On 11/17/2015 04:13 PM, Tom Lane wrote:
Robert Haas <robertmh...@gmail.com> writes:
A few years ago there was a proposal to not only allow multiple -c
options, but to allow -c and -f to be intermingled.  This seems really
rather useful; I'd like to be able to type psql -c do_this_first -f
script.sql and have that work.  But of course it's kind of hard to
figure out how that should behave given the various differences
between -c and -f.
Hm.  That's actually a good reason for changing -c, I guess.  (Or else
introducing a -C that is compatible with -f, but I agree that that
seems a bit ugly.)

If we made -c handle its input just like it had come from a file,
then what would we need to explain to people that wanted the old
behavior?  I guess we'd need to tell them to use --no-psqlrc and
--single-transaction at least, and "-v ON_ERROR_STOP=1".  And
even then it wouldn't replicate the behavior of discarding all
but the last command output.  (Maybe nobody out there is relying
on that, but I wouldn't bet on it.)  And that's all still assuming
that they don't care about multi-command-per-PQexec in itself, but
only the easily user-visible differences.

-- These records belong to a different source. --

//! 结果导出服务 - 业务能力层
//!
//! 只读取存储，把处理完成的图片写到磁盘

use std::path::{Path, PathBuf};
use tokio::fs;
use tracing::{debug, info, warn};

use crate::error::{AppError, AppResult};
use crate::infrastructure::SharedStore;
use crate::models::{ImageItem, ItemId, ToolMode};
use crate::utils::data_url::decode_data_url;

/// 导出单张已完成的图片
///
/// 文件名为 `cleaned-<原文件名>`，同名文件已存在时追加序号
pub async fn download_one(
    store: &SharedStore,
    id: &ItemId,
    output_dir: &Path,
) -> AppResult<PathBuf> {
    let item = store
        .get(id)
        .ok_or_else(|| AppError::ItemNotFound(id.to_string()))?;
    save_item(&item, output_dir).await
}

/// 按存储顺序导出指定模式下所有已完成的图片，未完成的直接跳过
///
/// 单张导出失败只记录日志，不影响其他图片；返回成功写出的路径
pub async fn download_all(store: &SharedStore, mode: ToolMode, output_dir: &Path) -> Vec<PathBuf> {
    let mut saved = Vec::new();
    let mut failed = 0;
    for item in store.view_for(mode) {
        if !item.status.is_done() {
            continue;
        }
        match save_item(&item, output_dir).await {
            Ok(path) => saved.push(path),
            Err(e) => {
                warn!("[{}] 导出 {} 失败: {}", mode, item.source_file.name, e);
                failed += 1;
            }
        }
    }

    info!("[{}] 已导出 {} 张图片到 {}", mode, saved.len(), output_dir.display());
    if failed > 0 {
        warn!("[{}] {} 张图片导出失败", mode, failed);
    }
    saved
}

async fn save_item(item: &ImageItem, output_dir: &Path) -> AppResult<PathBuf> {
    let url = item
        .processed_url()
        .ok_or_else(|| AppError::ItemNotDone(item.source_file.name.clone()))?;
    let (_, bytes) = decode_data_url(url)?;

    fs::create_dir_all(output_dir)
        .await
        .map_err(|source| AppError::WriteFailed {
            path: output_dir.display().to_string(),
            source,
        })?;

    let target = next_free_path(output_dir, &item.download_name()).await;
    fs::write(&target, &bytes)
        .await
        .map_err(|source| AppError::WriteFailed {
            path: target.display().to_string(),
            source,
        })?;

    debug!("已保存 {} ({} 字节)", target.display(), bytes.len());
    Ok(target)
}

/// 找到目录下第一个不存在的文件名：`name`、`stem (1).ext`、`stem (2).ext` ...
async fn next_free_path(dir: &Path, file_name: &str) -> PathBuf {
    let candidate = dir.join(file_name);
    if !exists(&candidate).await {
        return candidate;
    }

    let as_path = Path::new(file_name);
    let stem = as_path
        .file_stem()
        .map(|s| s.to_string_lossy().to_string())
        .unwrap_or_else(|| file_name.to_string());
    let ext = as_path.extension().map(|e| e.to_string_lossy().to_string());

    let mut n = 1;
    loop {
        let name = match &ext {
            Some(ext) => format!("{} ({}).{}", stem, n, ext),
            None => format!("{} ({})", stem, n),
        };
        let candidate = dir.join(name);
        if !exists(&candidate).await {
            return candidate;
        }
        n += 1;
    }
}

async fn exists(path: &Path) -> bool {
    fs::try_exists(path).await.unwrap_or(false)
}

#[cfg(test)]
mod tests {
    use super::*;
    use crate::models::{ItemStatus, RawFile};
    use crate::services::ingestion::ingest_into;
    use std::sync::Arc;

    async fn store_with(names: &[&str], mode: ToolMode) -> (SharedStore, Vec<ItemId>) {
        let store = SharedStore::new();
        let files = names
            .iter()
            .map(|n| RawFile::from_bytes(*n, "image/png", b"orig".to_vec()))
            .collect();
        let summary = ingest_into(&store, files, mode).await;
        (store, summary.added)
    }

    fn done(store: &SharedStore, id: &ItemId, payload: &str) {
        store.finish(
            id,
            ItemStatus::Done {
                result: Arc::from(format!("data:image/png;base64,{}", payload)),
            },
        );
    }

    #[tokio::test]
    async fn test_download_one_requires_done() {
        let dir = tempfile::tempdir().unwrap();
        let (store, ids) = store_with(&["a.png"], ToolMode::Logo).await;

        let err = download_one(&store, &ids[0], dir.path()).await.unwrap_err();
        assert!(matches!(err, AppError::ItemNotDone(_)));

        done(&store, &ids[0], "QUJD");
        let path = download_one(&store, &ids[0], dir.path()).await.unwrap();
        assert_eq!(path.file_name().unwrap(), "cleaned-a.png");
        assert_eq!(std::fs::read(&path).unwrap(), b"ABC");
    }

    #[tokio::test]
    async fn test_download_all_skips_pending_and_dedupes_names() {
        let dir = tempfile::tempdir().unwrap();
        let (store, ids) =
            store_with(&["same.png", "same.png", "todo.png"], ToolMode::Watermark).await;
        let other_ids = ingest_into(
            &store,
            vec![RawFile::from_bytes("logo.png", "image/png", b"x".to_vec())],
            ToolMode::Logo,
        )
        .await
        .added;
        done(&store, &ids[0], "QUJD");
        done(&store, &ids[1], "WFla");
        done(&store, &other_ids[0], "QUJD");

        let saved = download_all(&store, ToolMode::Watermark, dir.path()).await;
        let names: Vec<_> = saved
            .iter()
            .map(|p| p.file_name().unwrap().to_string_lossy().to_string())
            .collect();
        assert_eq!(names, vec!["cleaned-same.png", "cleaned-same (1).png"]);
        assert_eq!(std::fs::read(&saved[1]).unwrap(), b"XYZ");
    }

    #[tokio::test]
    async fn test_download_all_skips_broken_result() {
        let dir = tempfile::tempdir().unwrap();
        let (store, ids) = store_with(&["bad.png", "good.png"], ToolMode::Logo).await;
        store.finish(
            &ids[0],
            ItemStatus::Done {
                result: Arc::from("blob:http://localhost/expired"),
            },
        );
        done(&store, &ids[1], "QUJD");

        let saved = download_all(&store, ToolMode::Logo, dir.path()).await;

        assert_eq!(saved, vec![dir.path().join("cleaned-good.png")]);
        assert_eq!(std::fs::read(&saved[0]).unwrap(), b"ABC");
        assert!(!dir.path().join("cleaned-bad.png").exists());
    }

    #[tokio::test]
    async fn test_download_missing_item() {
        let dir = tempfile::tempdir().unwrap();
        let store = SharedStore::new();
        let err = download_one(&store, &ItemId::from("ghost"), dir.path())
            .await
            .unwrap_err();
        assert!(matches!(err, AppError::ItemNotFound(_)));
    }
}
//! 图片导入服务 - 业务能力层
//!
//! 把用户选择的一批文件变成待处理图片：
//! 1. 跳过非图片类型
//! 2. 按剩余容量截断（在读取顺序上取前 N 个）
//! 3. 读取、base64 编码并生成预览
//!
//! 读取失败的文件只记录日志并跳过，不影响同一批的其他文件

use std::sync::Arc;
use tracing::{debug, warn};

use crate::infrastructure::SharedStore;
use crate::models::{ItemId, PendingImage, RawFile, SourceFile, ToolMode, MAX_IMAGES};
use crate::utils::data_url::{encode_base64, to_data_url};
use crate::utils::mime::is_image_mime;

/// 一次导入的结果
#[derive(Debug, Default)]
pub struct IngestReport {
    /// 按选择顺序生成的待处理图片（尚未归属模式）
    pub pending: Vec<PendingImage>,
    /// 非图片类型被跳过的数量
    pub skipped_non_image: usize,
    /// 读取失败被跳过的数量
    pub unreadable: usize,
    /// 超出容量被丢弃的数量
    pub over_capacity: usize,
}

/// 把一批文件转换为待处理图片
///
/// # 参数
/// - `files`: 用户选择的文件，按选择顺序
/// - `mode`: 当前激活的模式（只用于日志）
/// - `current_count`: 当前模式已有的图片数量
pub async fn prepare_batch(
    files: Vec<RawFile>,
    mode: ToolMode,
    current_count: usize,
) -> IngestReport {
    let mut report = IngestReport::default();
    let space_left = MAX_IMAGES.saturating_sub(current_count);

    if space_left == 0 {
        report.over_capacity = files
            .iter()
            .filter(|f| is_image_mime(&f.mime_type))
            .count();
        report.skipped_non_image = files.len() - report.over_capacity;
        debug!("[{}] 已达到容量上限，整批丢弃", mode);
        return report;
    }

    for file in files {
        if !is_image_mime(&file.mime_type) {
            debug!("跳过非图片文件: {} ({})", file.name, file.mime_type);
            report.skipped_non_image += 1;
            continue;
        }

        if report.pending.len() >= space_left {
            report.over_capacity += 1;
            continue;
        }

        match file.read().await {
            Ok(bytes) => report.pending.push(to_pending(file, &bytes)),
            Err(e) => {
                warn!("读取文件失败 {}: {:#}", file.name, e);
                report.unreadable += 1;
            }
        }
    }

    report
}

fn to_pending(file: RawFile, bytes: &[u8]) -> PendingImage {
    let encoded = encode_base64(bytes);
    let preview = to_data_url(&file.mime_type, &encoded);
    let path = file.path().map(|p| p.to_path_buf());

    PendingImage {
        id: ItemId::new(),
        source_file: SourceFile {
            name: file.name,
            size: bytes.len() as u64,
            mime_type: file.mime_type,
            path,
        },
        preview: Arc::from(preview),
        encoded_payload: Arc::from(encoded),
    }
}

/// 导入到存储中的结果
#[derive(Debug, Default, Clone, PartialEq, Eq)]
pub struct IngestSummary {
    pub added: Vec<ItemId>,
    pub skipped_non_image: usize,
    pub unreadable: usize,
    /// 超出容量被丢弃的总数（读取前截断 + 合并时截断）
    pub dropped: usize,
}

/// 导入一批文件并合并到指定模式
///
/// 合并时会再次按当时的剩余容量截断，所以容量上限在并发导入时也成立
pub async fn ingest_into(
    store: &SharedStore,
    files: Vec<RawFile>,
    mode: ToolMode,
) -> IngestSummary {
    let current = store.count(mode);
    let report = prepare_batch(files, mode, current).await;
    let merge = store.merge_pending(report.pending, mode);

    let summary = IngestSummary {
        added: merge.added,
        skipped_non_image: report.skipped_non_image,
        unreadable: report.unreadable,
        dropped: report.over_capacity + merge.dropped,
    };

    if summary.dropped > 0 {
        warn!(
            "[{}] 容量已满 ({}), {} 张图片未加入",
            mode, MAX_IMAGES, summary.dropped
        );
    }
    debug!(
        "[{}] 导入完成: 新增 {}, 非图片 {}, 读取失败 {}",
        mode,
        summary.added.len(),
        summary.skipped_non_image,
        summary.unreadable
    );

    summary
}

So that is kind of looking like a mess, and 90% of the mess is from
not wanting to use a PQexec per -c switch, which if you ask me is
not very much of the value-add here.  AFAICS the only thing that's
really in conflict with -f is the implied --no-psqlrc.  How about
this design:

1. -c no longer implies --no-psqlrc.  That's a backwards incompatibility,
but very easy to explain and very easy to work around.

2. You can have multiple -c and/or -f.  Each -c is processed in
the traditional way, ie, either it's a single backslash command
or it's sent in a single PQexec.  That doesn't seem to me to have
much impact on the behavior of adjacent -c or -f.

3. If you combine -1 with -c and/or -f, you get one BEGIN inserted
at the beginning and one COMMIT at the end.  Nothing else changes.

As long as you put only one SQL command per -c, I don't think that
this definition has any real surprises.  And we can discourage
people from putting more than one, saying that that will invoke
legacy behaviors you probably don't want.

                        


WFM. The only reason I originally suggested -C was to avoid compatibility issues. If we're prepared to take that on then I agree it's better to do what you suggest.

I assume that we won't have any great difficulty in handling intermingled -c and -f options in the correct order. Essentially I think we'll have to have a unified list of such arguments.